Task = Once you find a line containing the word "accessor" in the entries below, copy it.

[Collected data entries]
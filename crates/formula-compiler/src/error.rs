use core::fmt;

use formula_model::ModelError;
use serde::{Deserialize, Serialize};

#[derive(Debug, Clone, Copy, PartialEq, Eq, Serialize, Deserialize)]
pub struct Span {
    pub start: usize,
    pub end: usize,
}

impl Span {
    #[must_use]
    pub fn new(start: usize, end: usize) -> Self {
        Self { start, end }
    }

    #[must_use]
    pub fn add_offset(self, delta: usize) -> Self {
        Self {
            start: self.start.saturating_add(delta),
            end: self.end.saturating_add(delta),
        }
    }
}

/// Malformed formula text. Carries the full source and the offending byte range.
#[derive(Debug, Clone, PartialEq, Eq, Serialize, Deserialize)]
pub struct ParseError {
    pub message: String,
    pub source: String,
    pub span: Span,
}

impl fmt::Display for ParseError {
    fn fmt(&self, f: &mut fmt::Formatter<'_>) -> fmt::Result {
        write!(
            f,
            "{} (at {}..{})",
            self.message, self.span.start, self.span.end
        )
    }
}

impl std::error::Error for ParseError {}

impl ParseError {
    #[must_use]
    pub fn new(message: impl Into<String>, source: impl Into<String>, span: Span) -> Self {
        Self {
            message: message.into(),
            source: source.into(),
            span,
        }
    }

    #[must_use]
    pub fn add_offset(self, delta: usize) -> Self {
        Self {
            span: self.span.add_offset(delta),
            ..self
        }
    }

    /// Byte offset of the error in [`ParseError::source`].
    pub fn offset(&self) -> usize {
        self.span.start
    }
}

/// A cell that (transitively) depends on itself.
#[derive(Debug, Clone, PartialEq, Eq)]
pub struct CycleError {
    /// Source identities along the cycle, starting at the cell that closes it.
    pub path: Vec<String>,
}

impl fmt::Display for CycleError {
    fn fmt(&self, f: &mut fmt::Formatter<'_>) -> fmt::Result {
        write!(f, "circular reference: {}", self.path.join(" -> "))
    }
}

impl std::error::Error for CycleError {}

#[derive(Debug, thiserror::Error)]
pub enum CompilerError {
    #[error(transparent)]
    Parse(#[from] ParseError),
    #[error(transparent)]
    Cycle(#[from] CycleError),
    #[error(transparent)]
    Model(#[from] ModelError),
    #[error("unsupported expression: {message}")]
    UnsupportedExpression { message: String },
    #[error("unsupported function: {name}")]
    UnsupportedFunction { name: String },
}

impl CompilerError {
    pub(crate) fn unsupported(message: impl Into<String>) -> Self {
        CompilerError::UnsupportedExpression {
            message: message.into(),
        }
    }
}

pub type CompilerResult<T> = Result<T, CompilerError>;

/// Failures loading or saving an [`crate::Engine`].
#[derive(Debug, thiserror::Error)]
pub enum EngineError {
    #[error("unsupported engine format (magic {found:?})")]
    UnsupportedFormat { found: [u8; 4] },
    #[error("unsupported engine format version {found}")]
    UnsupportedVersion { found: u32 },
    #[error("engine i/o failed: {0}")]
    Io(#[from] std::io::Error),
    #[error("engine payload is invalid: {0}")]
    Deserialize(#[from] serde_json::Error),
}

/// Spreadsheet error values produced while evaluating.
#[derive(Debug, Clone, Copy, PartialEq, Eq, Hash, Serialize, Deserialize)]
pub enum ErrorKind {
    Div0,
    Value,
    Num,
    Na,
    Ref,
    Name,
    Null,
}

impl ErrorKind {
    pub fn as_code(self) -> &'static str {
        match self {
            ErrorKind::Div0 => "#DIV/0!",
            ErrorKind::Value => "#VALUE!",
            ErrorKind::Num => "#NUM!",
            ErrorKind::Na => "#N/A",
            ErrorKind::Ref => "#REF!",
            ErrorKind::Name => "#NAME?",
            ErrorKind::Null => "#NULL!",
        }
    }
}

impl fmt::Display for ErrorKind {
    fn fmt(&self, f: &mut fmt::Formatter<'_>) -> fmt::Result {
        f.write_str(self.as_code())
    }
}

/// Error raised by a caller-supplied input accessor, surfaced unchanged.
pub type InputError = Box<dyn std::error::Error + Send + Sync + 'static>;

#[derive(Debug, thiserror::Error)]
pub enum EvalError {
    #[error("{0}")]
    Formula(ErrorKind),
    #[error(transparent)]
    Input(InputError),
    #[error("no output accessor named `{name}`")]
    NameNotFound { name: String },
}

impl From<ErrorKind> for EvalError {
    fn from(kind: ErrorKind) -> Self {
        EvalError::Formula(kind)
    }
}

impl EvalError {
    /// The spreadsheet error, if this is one.
    pub fn formula_error(&self) -> Option<ErrorKind> {
        match self {
            EvalError::Formula(kind) => Some(*kind),
            _ => None,
        }
    }
}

Result below =
/// Error raised by a caller-supplied input accessor, surfaced unchanged.
    #[error("no output accessor named `{name}`")]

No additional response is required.